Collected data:
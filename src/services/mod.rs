//! Trait seams for the hosted collaborators: payment popup, auth service,
//! and image CDN. Each seam is an `async_trait` the storefront awaits; the
//! hosted side stays a black box.

pub mod auth;
pub mod images;
pub mod payment;

pub use auth::*;
pub use images::*;
pub use payment::*;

> TASK STATEMENT:
An exact restatement of the lines from the one with "pub mod images;" through the last line of the data is the only acceptable answer.

> PROBLEM SOLUTION:
pub mod images;
pub mod payment;

pub use auth::*;
pub use images::*;
pub use payment::*;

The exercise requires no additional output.